» **Task to carry out**: Going through the data below, copy out each line where the word "bootstrap" shows up.

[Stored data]
=== Begin Enclosure ===
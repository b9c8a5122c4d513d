use lagoon_serial::{Deserialize, ReadBytesExt, Serialize, SerializingError, WriteBytesExt};

/// The chain identifier byte. It is baked into addresses and signed
/// payloads so that transactions cannot be replayed across networks.
#[derive(Clone, Copy, Debug, Eq, PartialEq, Hash)]
#[repr(u8)]
pub enum Scheme {
    Mainnet = b'W',
    Testnet = b'T',
}

impl Scheme {
    pub fn chain_id(self) -> u8 {
        self as u8
    }
}

impl TryFrom<u8> for Scheme {
    type Error = SerializingError;

    fn try_from(byte: u8) -> Result<Self, SerializingError> {
        match byte {
            b'W' => Ok(Scheme::Mainnet),
            b'T' => Ok(Scheme::Testnet),
            _ => Err(SerializingError::InvalidValue),
        }
    }
}

impl Serialize for Scheme {
    fn serialize<W: WriteBytesExt>(&self, writer: &mut W) -> Result<usize, SerializingError> {
        self.chain_id().serialize(writer)
    }

    fn serialized_size(&self) -> usize {
        1
    }
}

impl Deserialize for Scheme {
    fn deserialize<R: ReadBytesExt>(reader: &mut R) -> Result<Self, SerializingError> {
        Scheme::try_from(u8::deserialize(reader)?)
    }
}
use lagoon_keys::Address;
use lagoon_serial::{
    Deserialize, DeserializeWithLength, ReadBytesExt, Serialize, SerializeWithLength,
    SerializingError, WriteBytesExt,
};

pub const ALIAS_VERSION: u8 = 2;
pub const MIN_ALIAS_LENGTH: usize = 4;
pub const MAX_ALIAS_LENGTH: usize = 30;

/// A short human-readable account name registered on chain.
#[derive(Clone, Debug, PartialEq, Eq)]
pub struct Alias {
    pub chain_id: u8,
    pub name: String,
}

impl Alias {
    pub fn new(chain_id: u8, name: &str) -> Alias {
        Alias {
            chain_id,
            name: name.to_string(),
        }
    }
}

impl Serialize for Alias {
    fn serialize<W: WriteBytesExt>(&self, writer: &mut W) -> Result<usize, SerializingError> {
        let mut size = ALIAS_VERSION.serialize(writer)?;
        size += self.chain_id.serialize(writer)?;
        size += SerializeWithLength::serialize::<u16, W>(&self.name, writer)?;
        Ok(size)
    }

    fn serialized_size(&self) -> usize {
        1 + 1 + 2 + self.name.len()
    }
}

impl Deserialize for Alias {
    fn deserialize<R: ReadBytesExt>(reader: &mut R) -> Result<Self, SerializingError> {
        let version = u8::deserialize(reader)?;
        if version != ALIAS_VERSION {
            return Err(SerializingError::InvalidValue);
        }
        let chain_id = u8::deserialize(reader)?;
        let name: String =
            DeserializeWithLength::deserialize_with_limit::<u16, R>(reader, Some(MAX_ALIAS_LENGTH))?;
        if name.len() < MIN_ALIAS_LENGTH {
            return Err(SerializingError::InvalidValue);
        }
        Ok(Alias { chain_id, name })
    }
}

/// The target of a value transfer: a concrete address or an alias to be
/// resolved by the ledger.
#[derive(Clone, Debug, PartialEq, Eq)]
pub enum Recipient {
    Address(Address),
    Alias(Alias),
}

const RECIPIENT_ADDRESS: u8 = 0;
const RECIPIENT_ALIAS: u8 = 1;

impl Serialize for Recipient {
    fn serialize<W: WriteBytesExt>(&self, writer: &mut W) -> Result<usize, SerializingError> {
        match self {
            Recipient::Address(address) => {
                RECIPIENT_ADDRESS.serialize(writer)?;
                Ok(1 + address.serialize(writer)?)
            }
            Recipient::Alias(alias) => {
                RECIPIENT_ALIAS.serialize(writer)?;
                Ok(1 + alias.serialize(writer)?)
            }
        }
    }

    fn serialized_size(&self) -> usize {
        1 + match self {
            Recipient::Address(address) => address.serialized_size(),
            Recipient::Alias(alias) => alias.serialized_size(),
        }
    }
}

impl Deserialize for Recipient {
    fn deserialize<R: ReadBytesExt>(reader: &mut R) -> Result<Self, SerializingError> {
        match u8::deserialize(reader)? {
            RECIPIENT_ADDRESS => Ok(Recipient::Address(Deserialize::deserialize(reader)?)),
            RECIPIENT_ALIAS => Ok(Recipient::Alias(Deserialize::deserialize(reader)?)),
            _ => Err(SerializingError::InvalidValue),
        }
    }
}

#[cfg(test)]
mod tests {
    use lagoon_keys::PublicKey;

    use super::*;

    #[test]
    fn recipient_roundtrip() {
        let address = Address::from_public_key(b'T', &PublicKey::from([1u8; 32]));
        for recipient in [
            Recipient::Address(address),
            Recipient::Alias(Alias::new(b'T', "merchant")),
        ] {
            let encoded = recipient.serialize_to_vec();
            assert_eq!(encoded.len(), recipient.serialized_size());
            assert_eq!(Recipient::deserialize_from_vec(&encoded).unwrap(), recipient);
        }
    }

    #[test]
    fn short_alias_rejected() {
        let alias = Alias::new(b'T', "ab");
        let encoded = alias.serialize_to_vec();
        assert_eq!(
            Alias::deserialize_from_vec(&encoded),
            Err(SerializingError::InvalidValue)
        );
    }
}
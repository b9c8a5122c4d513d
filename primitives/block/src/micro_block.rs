use lagoon_keys::{PublicKey, Signature};
use lagoon_serial::{
    Deserialize, DeserializeWithLength, ReadBytesExt, Serialize, SerializeWithLength,
    SerializingError, WriteBytesExt,
};
use lagoon_transaction::Transaction;

use crate::{BlockId, MAX_TRANSACTIONS_PER_BLOCK};

/// An extension unit streamed after a key block. It announces transactions
/// appended to the block identified by `reference` and the signature that
/// block assumes once they are incorporated.
#[derive(Clone, Debug, PartialEq, Eq)]
pub struct MicroBlock {
    pub version: u8,
    /// Id of the block this micro block extends, i.e. the current tip.
    pub reference: BlockId,
    /// The tip's id after incorporating these transactions.
    pub updated_signature: BlockId,
    pub transactions: Vec<Transaction>,
    pub sender: PublicKey,
    pub signature: Signature,
}

impl MicroBlock {
    pub fn transaction_count(&self) -> usize {
        self.transactions.len()
    }
}

impl Serialize for MicroBlock {
    fn serialize<W: WriteBytesExt>(&self, writer: &mut W) -> Result<usize, SerializingError> {
        let mut size = self.version.serialize(writer)?;
        size += self.reference.serialize(writer)?;
        size += self.updated_signature.serialize(writer)?;
        size += SerializeWithLength::serialize::<u32, W>(&self.transactions, writer)?;
        size += self.sender.serialize(writer)?;
        size += self.signature.serialize(writer)?;
        Ok(size)
    }

    fn serialized_size(&self) -> usize {
        1 + self.reference.serialized_size()
            + self.updated_signature.serialized_size()
            + SerializeWithLength::serialized_size::<u32>(&self.transactions)
            + self.sender.serialized_size()
            + self.signature.serialized_size()
    }
}

impl Deserialize for MicroBlock {
    fn deserialize<R: ReadBytesExt>(reader: &mut R) -> Result<Self, SerializingError> {
        Ok(MicroBlock {
            version: Deserialize::deserialize(reader)?,
            reference: Deserialize::deserialize(reader)?,
            updated_signature: Deserialize::deserialize(reader)?,
            transactions: DeserializeWithLength::deserialize_with_limit::<u32, R>(
                reader,
                Some(MAX_TRANSACTIONS_PER_BLOCK),
            )?,
            sender: Deserialize::deserialize(reader)?,
            signature: Deserialize::deserialize(reader)?,
        })
    }
}

#[cfg(test)]
mod tests {
    use super::*;

    #[test]
    fn micro_block_roundtrip() {
        let micro = MicroBlock {
            version: 3,
            reference: BlockId::from([1u8; 64]),
            updated_signature: BlockId::from([2u8; 64]),
            transactions: vec![],
            sender: PublicKey::from([4u8; 32]),
            signature: Signature::from([5u8; 64]),
        };
        let encoded = micro.serialize_to_vec();
        assert_eq!(encoded.len(), micro.serialized_size());
        assert_eq!(MicroBlock::deserialize_from_vec(&encoded).unwrap(), micro);
    }
}
use std::sync::Arc;

use lagoon_blockchain::NgState;
use lagoon_primitives::Scheme;
use lagoon_test_utils::{
    block_id, key_block, micro_block, transfer, MemoryApplier, MemoryLedger,
};

fn machine(
    ledger: &Arc<MemoryLedger>,
) -> Arc<NgState<MemoryLedger, Arc<MemoryApplier>>> {
    let applier = Arc::new(MemoryApplier::new(Arc::clone(ledger)));
    Arc::new(NgState::new(Scheme::Testnet, Arc::clone(ledger), applier))
}

fn machine_with_applier(
    ledger: &Arc<MemoryLedger>,
    applier: Arc<MemoryApplier>,
) -> NgState<MemoryLedger, Arc<MemoryApplier>> {
    NgState::new(Scheme::Testnet, Arc::clone(ledger), applier)
}

#[test]
fn cold_start_then_key_block() {
    let b0 = key_block(1, &block_id(0));
    let ledger = MemoryLedger::new(b0.clone());
    let state = machine(&ledger);

    assert_eq!(state.last_block_id(), None);
    state.block_applied();
    assert_eq!(state.last_block_id(), Some(b0.id().clone()));
    assert_eq!(state.liquid_block().unwrap(), b0);

    let b1 = key_block(2, b0.id());
    state.add_block(b1.clone());

    assert_eq!(state.last_block_id(), Some(b1.id().clone()));
    assert_eq!(ledger.head(), b1);
    assert_eq!(ledger.ids(), vec![b0.id().clone(), b1.id().clone()]);
}

#[test]
fn micro_block_rewrites_the_tip() {
    let b0 = key_block(1, &block_id(0));
    let ledger = MemoryLedger::new(b0.clone());
    let state = machine(&ledger);
    state.block_applied();
    let b1 = key_block(2, b0.id());
    state.add_block(b1.clone());

    let extra = transfer(30);
    state.add_micro_block(micro_block(3, b1.id(), vec![extra.clone()]));

    // The tip was rewritten in place: same height, same parent, the
    // announced signature, and the accumulated transactions.
    assert_eq!(state.last_block_id(), Some(block_id(3)));
    let head = ledger.head();
    assert_eq!(head.id(), &block_id(3));
    assert_eq!(head.parent(), b0.id());
    let mut expected = b1.transactions.clone();
    expected.push(extra);
    assert_eq!(head.transactions, expected);
    assert_eq!(ledger.ids().len(), 2);
}

#[test]
fn chained_micro_blocks_accumulate() {
    let b0 = key_block(1, &block_id(0));
    let ledger = MemoryLedger::new(b0.clone());
    let state = machine(&ledger);
    state.block_applied();
    let b1 = key_block(2, b0.id());
    state.add_block(b1.clone());

    state.add_micro_block(micro_block(3, b1.id(), vec![transfer(30)]));
    state.add_micro_block(micro_block(4, &block_id(3), vec![transfer(40)]));

    assert_eq!(state.last_block_id(), Some(block_id(4)));
    let head = ledger.head();
    assert_eq!(head.transaction_count(), b1.transaction_count() + 2);
    assert_eq!(head.parent(), b0.id());
}

#[test]
fn duplicate_key_block_is_ignored() {
    let b0 = key_block(1, &block_id(0));
    let ledger = MemoryLedger::new(b0.clone());
    let state = machine(&ledger);
    state.block_applied();
    let b1 = key_block(2, b0.id());
    state.add_block(b1.clone());
    let ids = ledger.ids();

    state.add_block(b1.clone());

    assert_eq!(ledger.ids(), ids);
    assert_eq!(state.last_block_id(), Some(b1.id().clone()));
}

#[test]
fn micro_block_before_any_block_is_ignored() {
    let b0 = key_block(1, &block_id(0));
    let ledger = MemoryLedger::new(b0.clone());
    let state = machine(&ledger);

    state.add_micro_block(micro_block(3, b0.id(), vec![transfer(30)]));

    assert_eq!(state.last_block_id(), None);
    assert_eq!(ledger.ids().len(), 1);
}

#[test]
fn micro_block_with_stale_reference_is_dropped() {
    let b0 = key_block(1, &block_id(0));
    let ledger = MemoryLedger::new(b0.clone());
    let state = machine(&ledger);
    state.block_applied();
    let b1 = key_block(2, b0.id());
    state.add_block(b1.clone());
    state.add_micro_block(micro_block(3, b1.id(), vec![transfer(30)]));

    // References the key block although the tip has moved on.
    state.add_micro_block(micro_block(5, b1.id(), vec![transfer(50)]));

    assert_eq!(state.last_block_id(), Some(block_id(3)));
    assert_eq!(ledger.head().id(), &block_id(3));
}

#[test]
fn key_block_extending_the_liquid_tip_rebases_the_ledger() {
    let b0 = key_block(1, &block_id(0));
    let ledger = MemoryLedger::new(b0.clone());
    let state = machine(&ledger);
    state.block_applied();
    let b1 = key_block(2, b0.id());
    state.add_block(b1.clone());
    state.add_micro_block(micro_block(3, b1.id(), vec![transfer(30)]));

    // The next generator built on the liquid tip, whose id is not a
    // rollback target in the ledger. The machine rolls back one applied
    // block, restores the view one announcement back and applies on top.
    let b2 = key_block(4, &block_id(3));
    state.add_block(b2.clone());

    assert_eq!(state.last_block_id(), Some(b2.id().clone()));
    assert_eq!(
        ledger.ids(),
        vec![b0.id().clone(), b1.id().clone(), b2.id().clone()]
    );
}

#[test]
fn key_block_on_a_flushed_tip_rolls_back_directly() {
    let b0 = key_block(1, &block_id(0));
    let ledger = MemoryLedger::new(b0.clone());
    let state = machine(&ledger);
    state.block_applied();
    let b1 = key_block(2, b0.id());
    state.add_block(b1.clone());

    // Once the ledger flushed, the tip is a regular rollback target and no
    // rebase is needed.
    ledger.flush();
    let b2 = key_block(4, b1.id());
    state.add_block(b2.clone());

    assert_eq!(state.last_block_id(), Some(b2.id().clone()));
    assert_eq!(
        ledger.ids(),
        vec![b0.id().clone(), b1.id().clone(), b2.id().clone()]
    );
}

#[test]
fn rejected_key_block_restores_the_previous_tip() {
    let b0 = key_block(1, &block_id(0));
    let ledger = MemoryLedger::new(b0.clone());
    let applier = Arc::new(MemoryApplier::new(Arc::clone(&ledger)));
    let state = machine_with_applier(&ledger, Arc::clone(&applier));
    state.block_applied();
    let b1 = key_block(2, b0.id());
    state.add_block(b1.clone());

    let b2 = key_block(4, b1.id());
    applier.reject(block_id(4));
    state.add_block(b2);

    assert_eq!(state.last_block_id(), Some(b1.id().clone()));
    assert_eq!(ledger.head(), b1);
    // The liquid view still ends at the restored tip.
    assert_eq!(state.liquid_block().unwrap().id(), b1.id());
}

#[test]
fn corrupted_ledger_head_stops_the_micro_block() {
    let b0 = key_block(1, &block_id(0));
    let ledger = MemoryLedger::new(b0.clone());
    let state = machine(&ledger);
    state.block_applied();
    let b1 = key_block(2, b0.id());
    state.add_block(b1.clone());

    // Something else replaced the head: its parent no longer matches the
    // liquid view.
    ledger.bootstrap(key_block(9, &block_id(8)));
    let ids = ledger.ids();

    state.add_micro_block(micro_block(3, b1.id(), vec![transfer(30)]));

    // No rollback or apply happened, but the micro block stays in the
    // liquid view awaiting the next fix-up.
    assert_eq!(ledger.ids(), ids);
    assert_eq!(state.last_block_id(), Some(b1.id().clone()));
    assert_eq!(state.liquid_block().unwrap().id(), &block_id(3));
}

#[test]
fn orphan_key_block_is_still_handed_to_the_applier() {
    let b0 = key_block(1, &block_id(0));
    let ledger = MemoryLedger::new(b0.clone());
    let state = machine(&ledger);
    state.block_applied();

    // Parent known neither to the ledger nor to the liquid view.
    let stray = key_block(7, &block_id(6));
    state.add_block(stray.clone());

    assert_eq!(state.last_block_id(), Some(stray.id().clone()));
    assert_eq!(ledger.head(), stray);
}

#[test]
fn external_apply_resets_the_liquid_view() {
    let b0 = key_block(1, &block_id(0));
    let ledger = MemoryLedger::new(b0.clone());
    let state = machine(&ledger);
    state.block_applied();
    let b1 = key_block(2, b0.id());
    state.add_block(b1.clone());
    state.add_micro_block(micro_block(3, b1.id(), vec![transfer(30)]));

    // Initial sync applied a block behind our back; the liquid chain is
    // superseded.
    let external = key_block(9, &block_id(3));
    ledger.bootstrap(external.clone());
    state.block_applied();

    assert_eq!(state.last_block_id(), Some(external.id().clone()));
    assert_eq!(state.liquid_block().unwrap(), external);
}

#[test]
fn repeated_notification_for_the_same_tip_is_a_no_op() {
    let b0 = key_block(1, &block_id(0));
    let ledger = MemoryLedger::new(b0.clone());
    let state = machine(&ledger);
    state.block_applied();
    let b1 = key_block(2, b0.id());
    state.add_block(b1.clone());
    state.add_micro_block(micro_block(3, b1.id(), vec![transfer(30)]));
    let liquid = state.liquid_block().unwrap();

    // The tip the ledger reports is the one this machine applied itself;
    // the liquid view must survive.
    state.block_applied();

    assert_eq!(state.last_block_id(), Some(block_id(3)));
    assert_eq!(state.liquid_block().unwrap(), liquid);
}

#[test]
fn concurrent_calls_do_not_interleave() {
    let b0 = key_block(1, &block_id(0));
    let ledger = MemoryLedger::new(b0.clone());
    let state = machine(&ledger);
    state.block_applied();

    let b1 = key_block(2, b0.id());
    let m1 = micro_block(3, b1.id(), vec![transfer(30)]);

    std::thread::scope(|scope| {
        let feeder = &state;
        let block = &b1;
        let micro = &m1;
        scope.spawn(move || {
            for _ in 0..100 {
                feeder.add_block(block.clone());
            }
        });
        scope.spawn(move || {
            for _ in 0..100 {
                feeder.add_micro_block(micro.clone());
            }
        });
        scope.spawn(move || {
            for _ in 0..100 {
                feeder.block_applied();
            }
        });
    });

    // Whatever the interleaving, the machine settled on one of the states
    // the event set can produce.
    let last = state.last_block_id().unwrap();
    assert!([b0.id().clone(), b1.id().clone(), block_id(3)].contains(&last));
    assert!([b0.id().clone(), b1.id().clone(), block_id(3)].contains(ledger.head().id()));
}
=== End Enclosure ===
» **Written reply**:
    ledger.bootstrap(key_block(9, &block_id(8)));
    ledger.bootstrap(external.clone());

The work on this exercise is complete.